There are no apps, only objects and any and all objects can be brought to
any project which will preserve them over time. This avoids the stovepiping
of apps. Dan Ingalls (in Fabrik) showed one UI and scheme to integrate the
objects, and George Bosworth's PARTS system showed a similar but slightly
different way.
Also there is no "presentation app" in Etoys, just an object that allows
projects to be put in any order -- and there can many many such orderings
all preserved -- and there is an object that will move from one project to
the next as you give your talk. "Builds" etc are all done via Etoy scripts.
This allows the full power of the system to be used for everything,
including presentations. You can imagine how appalled we were by the
appearance of Persuade and PowerPoint, etc.
Etc.
We thought we'd done away with both "operating systems" and with "apps"
but we'd used the wrong wood in our stakes -- the vampires came back in the
80s.
One of the interesting misunderstandings was that Apple and then MS didn't
really understand the universal viewing mechanism (MVC) so they thought
views with borders around them were "windows" and view without borders were
part of "desktop publishing", but in fact all were the same. The Xerox Star
confounded the problem by reverting to a single desktop and apps and missed
the real media possibilities.
They divided a unified media world into two regimes, neither of which are
very good for end-users.
Cheers,
Alan
------------------------------
*Sent:* Thursday, October 31, 2013 8:58 AM
*Subject:* Re: [fonc] Task management in a world without apps.
Instead of 'applications', you have objects you can manipulate (compose,
decompose, rearrange, etc.) in a common environment. The state of the
system, the construction of the objects, determines not only how they
appear but how they behave - i.e. how they influence and observe the world.

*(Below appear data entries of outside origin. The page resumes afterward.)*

//! REST client for the proposal backend.
//!
//! One [`BackendClient`] per authenticated user session.  Every call
//! carries the session's bearer token; bodies are JSON except the PDF
//! export, which returns raw bytes.

use propgen_core::proposal::{Proposal, ProposalSnapshot};
use propgen_core::request::GenerateRequest;
use propgen_core::ProposalId;

use crate::envelope;
use crate::error::SubmissionError;

/// HTTP client for the proposal backend API.
pub struct BackendClient {
    client: reqwest::Client,
    base_url: String,
    token: String,
}

impl BackendClient {
    /// Create a client for a backend instance.
    ///
    /// * `base_url` - API base URL, e.g. `https://api.example.com`.
    /// * `token`    - Bearer credential from the auth layer.
    pub fn new(base_url: impl Into<String>, token: impl Into<String>) -> Self {
        Self {
            client: reqwest::Client::new(),
            base_url: base_url.into(),
            token: token.into(),
        }
    }

    /// Create a client reusing an existing [`reqwest::Client`]
    /// (shares the connection pool with other API consumers).
    pub fn with_client(
        client: reqwest::Client,
        base_url: impl Into<String>,
        token: impl Into<String>,
    ) -> Self {
        Self {
            client,
            base_url: base_url.into(),
            token: token.into(),
        }
    }

    /// Submit a brief for proposal generation.
    ///
    /// Sends `POST /api/generate-proposal`.  Returns the created job's
    /// snapshot -- at minimum id and status; the remaining fields fill in
    /// asynchronously.  Does not start polling or subscribing; the caller
    /// wires a tracking session up with the returned id.
    pub async fn generate_proposal(
        &self,
        request: &GenerateRequest,
    ) -> Result<ProposalSnapshot, SubmissionError> {
        let response = self
            .client
            .post(format!("{}/api/generate-proposal", self.base_url))
            .bearer_auth(&self.token)
            .json(request)
            .send()
            .await?;

        let value = Self::success_json(response).await?;
        let snapshot: ProposalSnapshot = envelope::decode(value)?;

        tracing::info!(
            proposal_id = snapshot.id,
            status = snapshot.status.label(),
            "Proposal generation job created",
        );

        Ok(snapshot)
    }

    /// Fetch the current snapshot of one proposal.
    ///
    /// Sends `GET /api/proposals/{id}`.  Used by the poll fallback loop.
    pub async fn get_proposal(&self, id: ProposalId) -> Result<Proposal, SubmissionError> {
        let response = self
            .client
            .get(format!("{}/api/proposals/{}", self.base_url, id))
            .bearer_auth(&self.token)
            .send()
            .await?;

        let value = Self::success_json(response).await?;
        envelope::decode_keyed(value, "proposal")
    }

    /// List all proposals belonging to the authenticated user.
    pub async fn list_proposals(&self) -> Result<Vec<Proposal>, SubmissionError> {
        let response = self
            .client
            .get(format!("{}/api/proposals", self.base_url))
            .bearer_auth(&self.token)
            .send()
            .await?;

        let value = Self::success_json(response).await?;
        envelope::decode_keyed(value, "proposals")
    }

    /// Replace the edited proposal text.
    ///
    /// Sends `PUT /api/proposals/{id}` with the new content.
    pub async fn update_proposal(
        &self,
        id: ProposalId,
        content: &str,
    ) -> Result<Proposal, SubmissionError> {
        let response = self
            .client
            .put(format!("{}/api/proposals/{}", self.base_url, id))
            .bearer_auth(&self.token)
            .json(&serde_json::json!({ "content": content }))
            .send()
            .await?;

        let value = Self::success_json(response).await?;
        envelope::decode_keyed(value, "proposal")
    }

    /// Delete a proposal.
    pub async fn delete_proposal(&self, id: ProposalId) -> Result<(), SubmissionError> {
        let response = self
            .client
            .delete(format!("{}/api/proposals/{}", self.base_url, id))
            .bearer_auth(&self.token)
            .send()
            .await?;

        Self::ensure_success(response).await?;
        Ok(())
    }

    /// Export a completed proposal as PDF bytes.
    ///
    /// Sends `GET /api/proposals/{id}/pdf`.
    pub async fn download_pdf(&self, id: ProposalId) -> Result<Vec<u8>, SubmissionError> {
        let response = self
            .client
            .get(format!("{}/api/proposals/{}/pdf", self.base_url, id))
            .bearer_auth(&self.token)
            .send()
            .await?;

        let response = Self::ensure_success(response).await?;
        Ok(response.bytes().await?.to_vec())
    }

    // ---- private helpers ----

    /// Ensure the response has a success status code.  On failure, the
    /// status and body are turned into the structured error taxonomy
    /// (validation map vs generic API failure).
    async fn ensure_success(
        response: reqwest::Response,
    ) -> Result<reqwest::Response, SubmissionError> {
        let status = response.status();
        if !status.is_success() {
            let body = response
                .text()
                .await
                .unwrap_or_else(|_| "<unreadable body>".to_string());
            return Err(SubmissionError::from_status(status.as_u16(), body));
        }
        Ok(response)
    }

    /// Read a successful response body as JSON.
    async fn success_json(response: reqwest::Response) -> Result<serde_json::Value, SubmissionError> {
        let response = Self::ensure_success(response).await?;
        Ok(response.json::<serde_json::Value>().await?)
    }
}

Task management is then simply rearranging objects: if you want to turn an
object 'off', you 'disconnect' part of the graph, or perhaps you flip a
switch that does the same thing under the hood.
This has very physical analogies. For example, there are at least two ways
to "task manage" a light: you could disconnect your lightbulb from its
socket, or you could flip a lightswitch, which opens a circuit.

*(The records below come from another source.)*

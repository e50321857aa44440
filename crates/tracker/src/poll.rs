//! Poll fallback loop.
//!
//! Guarantees forward progress when the push channel never delivers:
//! while the tracked job is non-terminal, the job is re-fetched on a
//! fixed delay and every snapshot is fed to the reconciler channel.
//! The loop itself never decides termination -- the session cancels it
//! the moment the reconciler reports a terminal status, so no fetch is
//! issued after termination and ticks never overlap.

use std::sync::Arc;
use std::time::Duration;

use tokio::sync::mpsc;
use tokio_util::sync::CancellationToken;

use propgen_core::proposal::ProposalSnapshot;
use propgen_core::ProposalId;

use crate::source::ProposalSource;

/// Tunable parameters for the poll fallback.
#[derive(Debug, Clone)]
pub struct PollConfig {
    /// Fixed delay between the end of one fetch and the start of the next.
    pub interval: Duration,
}

impl Default for PollConfig {
    fn default() -> Self {
        Self {
            interval: Duration::from_secs(3),
        }
    }
}

/// Run the poll loop until cancelled.
///
/// Each cycle sleeps the configured delay, fetches the job snapshot,
/// and forwards it on `tx`.  A failed fetch is logged and skipped --
/// transient network failure must not abort tracking, and there is no
/// retry cap: termination is driven solely by status (via cancellation)
/// or by external teardown.
pub async fn run_poll_loop<S: ProposalSource>(
    source: Arc<S>,
    proposal_id: ProposalId,
    config: PollConfig,
    tx: mpsc::Sender<ProposalSnapshot>,
    cancel: CancellationToken,
) {
    loop {
        tokio::select! {
            _ = cancel.cancelled() => {
                tracing::debug!(proposal_id, "Poll loop cancelled");
                return;
            }
            _ = tokio::time::sleep(config.interval) => {}
        }

        let snapshot = tokio::select! {
            // Abandon an in-flight fetch on cancellation.
            _ = cancel.cancelled() => {
                tracing::debug!(proposal_id, "Poll loop cancelled mid-fetch");
                return;
            }
            result = source.fetch(proposal_id) => match result {
                Ok(snapshot) => snapshot,
                Err(e) => {
                    tracing::warn!(
                        proposal_id,
                        error = %e,
                        "Poll fetch failed, will retry next tick",
                    );
                    continue;
                }
            },
        };

        // Cancellation may have fired while the fetch resolved; never
        // submit a candidate after teardown has begun.
        if cancel.is_cancelled() {
            return;
        }

        if tx.send(snapshot).await.is_err() {
            // Reconciler gone; the session has ended.
            return;
        }
    }
}

#[cfg(test)]
mod tests {
    use super::*;
    use async_trait::async_trait;
    use propgen_backend::SubmissionError;
    use propgen_core::request::GenerateRequest;
    use propgen_core::status::JobStatus;
    use std::sync::atomic::{AtomicUsize, Ordering};

    struct CountingSource {
        fetches: AtomicUsize,
        fail: bool,
    }

    impl CountingSource {
        fn new(fail: bool) -> Arc<Self> {
            Arc::new(Self {
                fetches: AtomicUsize::new(0),
                fail,
            })
        }
    }

    #[async_trait]
    impl ProposalSource for CountingSource {
        async fn submit(
            &self,
            _request: &GenerateRequest,
        ) -> Result<ProposalSnapshot, SubmissionError> {
            unreachable!("poll loop never submits");
        }

        async fn fetch(&self, id: ProposalId) -> Result<ProposalSnapshot, SubmissionError> {
            self.fetches.fetch_add(1, Ordering::SeqCst);
            if self.fail {
                Err(SubmissionError::Api {
                    status: 500,
                    body: "boom".into(),
                })
            } else {
                Ok(ProposalSnapshot::new(id, JobStatus::Processing))
            }
        }
    }

    fn fast() -> PollConfig {
        PollConfig {
            interval: Duration::from_millis(10),
        }
    }

    #[tokio::test]
    async fn forwards_snapshots_on_each_tick() {
        let source = CountingSource::new(false);
        let (tx, mut rx) = mpsc::channel(16);
        let cancel = CancellationToken::new();

        let task = tokio::spawn(run_poll_loop(
            Arc::clone(&source),
            5,
            fast(),
            tx,
            cancel.clone(),
        ));

        let first = rx.recv().await.unwrap();
        assert_eq!(first.id, 5);
        let second = rx.recv().await.unwrap();
        assert_eq!(second.status, JobStatus::Processing);

        cancel.cancel();
        task.await.unwrap();
    }

    #[tokio::test]
    async fn failed_fetch_is_skipped_and_loop_continues() {
        let source = CountingSource::new(true);
        let (tx, mut rx) = mpsc::channel(16);
        let cancel = CancellationToken::new();

        let task = tokio::spawn(run_poll_loop(
            Arc::clone(&source),
            5,
            fast(),
            tx,
            cancel.clone(),
        ));

        // Give the loop a few ticks worth of time: every fetch fails,
        // nothing is forwarded, and the loop keeps running.
        tokio::time::sleep(Duration::from_millis(80)).await;
        assert!(rx.try_recv().is_err());
        assert!(source.fetches.load(Ordering::SeqCst) >= 2);

        cancel.cancel();
        task.await.unwrap();
    }

    #[tokio::test]
    async fn no_fetch_after_cancellation() {
        let source = CountingSource::new(false);
        let (tx, _rx) = mpsc::channel(16);
        let cancel = CancellationToken::new();

        let task = tokio::spawn(run_poll_loop(
            Arc::clone(&source),
            5,
            fast(),
            tx,
            cancel.clone(),
        ));

        tokio::time::sleep(Duration::from_millis(35)).await;
        cancel.cancel();
        task.await.unwrap();

        let frozen = source.fetches.load(Ordering::SeqCst);
        tokio::time::sleep(Duration::from_millis(50)).await;
        assert_eq!(source.fetches.load(Ordering::SeqCst), frozen);
    }

    #[tokio::test]
    async fn dropped_receiver_stops_the_loop() {
        let source = CountingSource::new(false);
        let (tx, rx) = mpsc::channel(16);
        drop(rx);

        let task = tokio::spawn(run_poll_loop(
            source,
            5,
            fast(),
            tx,
            CancellationToken::new(),
        ));

        tokio::time::timeout(Duration::from_secs(5), task)
            .await
            .unwrap()
            .unwrap();
    }
}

There are a few interesting classes of objects, which might be described
as 'tools'. There are tools for your hand, like different paintbrushes in
Paint Shop. There are also tools for your eyes/senses, like a magnifying
glass, x-ray goggles, heads-up display, events notification, or language
translation. And there are tools that touch both aspects - like a
projectional editor, lenses. If we extend the user-model with concepts like
'inventory', and programmable tools for both hand and eye, those can serve
as another form of task management. When you're done painting, put down the
paintbrush.
This isn't really the same as switching between tasks. I.e. you can still
get event notifications on your heads-up-display while you're editing an
image. It's closer to controlling your computational environment by direct
manipulation of structure that is interpreted as code (aka live
programming).
Best,
Dave
On Thu, Oct 31, 2013 at 10:29 AM, Casey Ransberger <
A fun, but maybe idealistic idea: an "application" of a computer should
just be what one decides to do with it at the time.
I've been wondering how I might best switch between "tasks" (or really
things that aren't tasks too, like toys and documentaries and symphonies)
in a world that does away with most of the application level modality that
we got with the first Mac.
The dominant way of doing this with apps usually looks like either the OS
X dock or the Windows 95 taskbar. But if I wanted less shrink wrap and more
interoperability between the virtual things I'm interacting with on a
computer, without forcing me to "multitask" (read: do more than one thing
at once very badly,) what's my best possible interaction language look like?
I would love to know if these tools came from some interesting research
once upon a time. I'd be grateful for any references that can be shared.
I'm also interested in hearing any wild ideas that folks might have, or
great ideas that fell by the wayside way back when.
Out of curiosity, how does one change one's "mood" when interacting with Frank?